▶ _Your goal_: Every line of the records that holds the word "PermissivePolicy" should be copied out.

▶ _Data supplied_:
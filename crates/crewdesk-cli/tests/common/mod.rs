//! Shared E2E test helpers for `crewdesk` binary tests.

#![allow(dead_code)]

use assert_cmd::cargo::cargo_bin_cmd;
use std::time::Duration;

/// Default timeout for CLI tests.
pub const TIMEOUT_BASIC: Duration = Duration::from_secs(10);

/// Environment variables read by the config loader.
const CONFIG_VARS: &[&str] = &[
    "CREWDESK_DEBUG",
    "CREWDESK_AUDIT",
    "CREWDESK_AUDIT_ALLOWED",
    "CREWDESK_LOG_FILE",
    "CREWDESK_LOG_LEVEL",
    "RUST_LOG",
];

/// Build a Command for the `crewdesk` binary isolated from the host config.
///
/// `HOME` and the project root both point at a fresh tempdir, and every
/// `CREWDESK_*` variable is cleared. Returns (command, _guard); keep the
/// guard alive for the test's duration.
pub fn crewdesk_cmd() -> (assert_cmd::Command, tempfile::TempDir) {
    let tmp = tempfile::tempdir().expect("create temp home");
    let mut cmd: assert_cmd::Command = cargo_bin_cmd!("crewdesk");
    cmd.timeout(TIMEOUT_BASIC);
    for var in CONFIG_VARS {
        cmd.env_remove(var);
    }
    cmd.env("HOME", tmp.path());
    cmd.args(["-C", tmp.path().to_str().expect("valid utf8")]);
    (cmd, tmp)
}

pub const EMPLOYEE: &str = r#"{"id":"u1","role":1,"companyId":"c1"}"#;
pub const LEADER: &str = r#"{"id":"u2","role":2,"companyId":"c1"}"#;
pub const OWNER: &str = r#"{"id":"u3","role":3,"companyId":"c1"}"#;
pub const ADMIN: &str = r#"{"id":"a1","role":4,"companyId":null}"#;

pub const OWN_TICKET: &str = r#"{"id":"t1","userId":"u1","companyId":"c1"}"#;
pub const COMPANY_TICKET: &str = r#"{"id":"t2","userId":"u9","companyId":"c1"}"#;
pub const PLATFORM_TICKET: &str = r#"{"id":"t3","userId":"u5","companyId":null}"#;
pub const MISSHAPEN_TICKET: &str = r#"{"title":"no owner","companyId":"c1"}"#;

...

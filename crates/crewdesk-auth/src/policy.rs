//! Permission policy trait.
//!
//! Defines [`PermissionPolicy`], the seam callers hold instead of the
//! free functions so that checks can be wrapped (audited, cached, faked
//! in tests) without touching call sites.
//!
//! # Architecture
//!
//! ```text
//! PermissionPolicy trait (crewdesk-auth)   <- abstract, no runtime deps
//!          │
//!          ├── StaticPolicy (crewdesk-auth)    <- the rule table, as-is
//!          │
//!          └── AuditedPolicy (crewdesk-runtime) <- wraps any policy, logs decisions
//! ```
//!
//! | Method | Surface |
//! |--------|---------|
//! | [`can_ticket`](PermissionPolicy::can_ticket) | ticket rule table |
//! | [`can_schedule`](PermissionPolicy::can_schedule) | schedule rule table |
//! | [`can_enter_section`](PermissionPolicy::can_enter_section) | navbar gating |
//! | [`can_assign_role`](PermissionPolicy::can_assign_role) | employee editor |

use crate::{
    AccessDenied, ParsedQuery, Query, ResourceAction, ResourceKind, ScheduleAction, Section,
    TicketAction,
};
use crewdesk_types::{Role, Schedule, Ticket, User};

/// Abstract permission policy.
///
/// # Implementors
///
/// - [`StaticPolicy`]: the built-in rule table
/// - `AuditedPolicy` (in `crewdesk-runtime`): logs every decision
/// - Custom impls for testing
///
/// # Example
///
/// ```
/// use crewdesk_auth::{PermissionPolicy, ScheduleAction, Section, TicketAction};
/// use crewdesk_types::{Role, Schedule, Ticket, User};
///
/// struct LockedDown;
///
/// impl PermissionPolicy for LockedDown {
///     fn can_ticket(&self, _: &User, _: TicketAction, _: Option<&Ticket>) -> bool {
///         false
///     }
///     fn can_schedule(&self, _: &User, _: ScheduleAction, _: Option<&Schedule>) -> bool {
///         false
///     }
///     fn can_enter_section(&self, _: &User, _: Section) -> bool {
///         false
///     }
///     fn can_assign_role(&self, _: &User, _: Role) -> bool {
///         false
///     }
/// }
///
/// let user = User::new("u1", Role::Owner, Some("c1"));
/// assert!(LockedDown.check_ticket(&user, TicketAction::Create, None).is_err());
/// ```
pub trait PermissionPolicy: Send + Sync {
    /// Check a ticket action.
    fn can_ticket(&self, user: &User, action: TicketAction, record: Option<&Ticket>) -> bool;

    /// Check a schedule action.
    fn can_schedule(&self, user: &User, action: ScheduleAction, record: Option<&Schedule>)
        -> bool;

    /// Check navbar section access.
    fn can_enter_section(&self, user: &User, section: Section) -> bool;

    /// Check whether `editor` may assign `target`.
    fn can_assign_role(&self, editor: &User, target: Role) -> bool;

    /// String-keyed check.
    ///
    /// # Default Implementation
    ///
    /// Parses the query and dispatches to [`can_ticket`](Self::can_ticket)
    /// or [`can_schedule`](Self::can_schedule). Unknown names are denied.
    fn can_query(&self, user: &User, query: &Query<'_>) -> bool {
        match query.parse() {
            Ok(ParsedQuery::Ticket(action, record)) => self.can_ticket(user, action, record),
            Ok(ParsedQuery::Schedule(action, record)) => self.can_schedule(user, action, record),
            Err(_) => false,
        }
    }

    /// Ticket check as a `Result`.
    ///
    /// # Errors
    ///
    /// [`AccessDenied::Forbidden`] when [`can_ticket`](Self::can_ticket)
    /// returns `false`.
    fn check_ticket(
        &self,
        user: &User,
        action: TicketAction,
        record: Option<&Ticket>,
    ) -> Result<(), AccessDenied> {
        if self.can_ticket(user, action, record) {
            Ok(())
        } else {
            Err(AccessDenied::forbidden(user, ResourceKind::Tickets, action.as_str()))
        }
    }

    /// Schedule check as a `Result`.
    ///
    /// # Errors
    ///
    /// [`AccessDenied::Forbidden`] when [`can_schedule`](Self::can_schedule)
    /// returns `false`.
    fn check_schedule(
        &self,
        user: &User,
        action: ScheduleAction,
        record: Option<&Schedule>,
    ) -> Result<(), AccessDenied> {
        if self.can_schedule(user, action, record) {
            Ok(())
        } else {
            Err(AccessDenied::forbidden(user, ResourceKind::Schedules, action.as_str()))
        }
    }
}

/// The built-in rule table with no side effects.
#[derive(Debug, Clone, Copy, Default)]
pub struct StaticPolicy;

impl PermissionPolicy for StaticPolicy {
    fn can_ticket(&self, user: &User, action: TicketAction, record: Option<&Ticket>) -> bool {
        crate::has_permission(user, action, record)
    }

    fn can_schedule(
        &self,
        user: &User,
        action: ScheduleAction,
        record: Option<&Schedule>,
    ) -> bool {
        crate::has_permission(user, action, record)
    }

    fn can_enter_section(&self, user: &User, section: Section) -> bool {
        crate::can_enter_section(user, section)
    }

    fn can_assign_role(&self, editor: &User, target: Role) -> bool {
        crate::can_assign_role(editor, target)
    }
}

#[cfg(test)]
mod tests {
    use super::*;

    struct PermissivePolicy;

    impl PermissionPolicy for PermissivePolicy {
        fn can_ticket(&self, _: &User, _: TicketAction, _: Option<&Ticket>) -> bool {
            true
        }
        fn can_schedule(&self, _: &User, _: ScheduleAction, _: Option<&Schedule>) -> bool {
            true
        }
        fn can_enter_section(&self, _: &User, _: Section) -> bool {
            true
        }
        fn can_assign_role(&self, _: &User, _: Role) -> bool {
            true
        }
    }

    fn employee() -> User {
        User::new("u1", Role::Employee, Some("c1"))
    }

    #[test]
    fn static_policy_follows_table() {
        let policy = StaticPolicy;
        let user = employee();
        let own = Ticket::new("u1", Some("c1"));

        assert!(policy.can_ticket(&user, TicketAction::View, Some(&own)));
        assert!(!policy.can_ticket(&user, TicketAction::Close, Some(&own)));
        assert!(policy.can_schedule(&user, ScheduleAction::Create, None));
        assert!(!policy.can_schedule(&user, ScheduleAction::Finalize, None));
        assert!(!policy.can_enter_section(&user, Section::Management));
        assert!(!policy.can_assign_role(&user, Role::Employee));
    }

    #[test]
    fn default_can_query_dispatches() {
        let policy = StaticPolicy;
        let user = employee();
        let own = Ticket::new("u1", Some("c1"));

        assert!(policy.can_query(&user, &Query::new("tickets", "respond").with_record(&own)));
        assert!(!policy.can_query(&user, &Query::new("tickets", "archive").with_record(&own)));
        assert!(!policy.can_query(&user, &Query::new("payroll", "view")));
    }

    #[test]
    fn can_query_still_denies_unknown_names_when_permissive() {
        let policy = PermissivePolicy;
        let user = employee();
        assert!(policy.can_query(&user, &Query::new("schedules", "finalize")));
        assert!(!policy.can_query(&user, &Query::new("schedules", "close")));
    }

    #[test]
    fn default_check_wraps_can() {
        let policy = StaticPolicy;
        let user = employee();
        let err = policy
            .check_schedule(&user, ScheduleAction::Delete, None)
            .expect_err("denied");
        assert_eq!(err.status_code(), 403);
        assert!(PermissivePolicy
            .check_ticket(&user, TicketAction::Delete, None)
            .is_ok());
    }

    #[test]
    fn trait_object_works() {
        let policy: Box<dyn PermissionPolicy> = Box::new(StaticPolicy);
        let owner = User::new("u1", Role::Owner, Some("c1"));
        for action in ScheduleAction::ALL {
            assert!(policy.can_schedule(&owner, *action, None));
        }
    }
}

▶ _Response to the task_:
    struct PermissivePolicy;
    impl PermissionPolicy for PermissivePolicy {
        let policy = PermissivePolicy;
        assert!(PermissivePolicy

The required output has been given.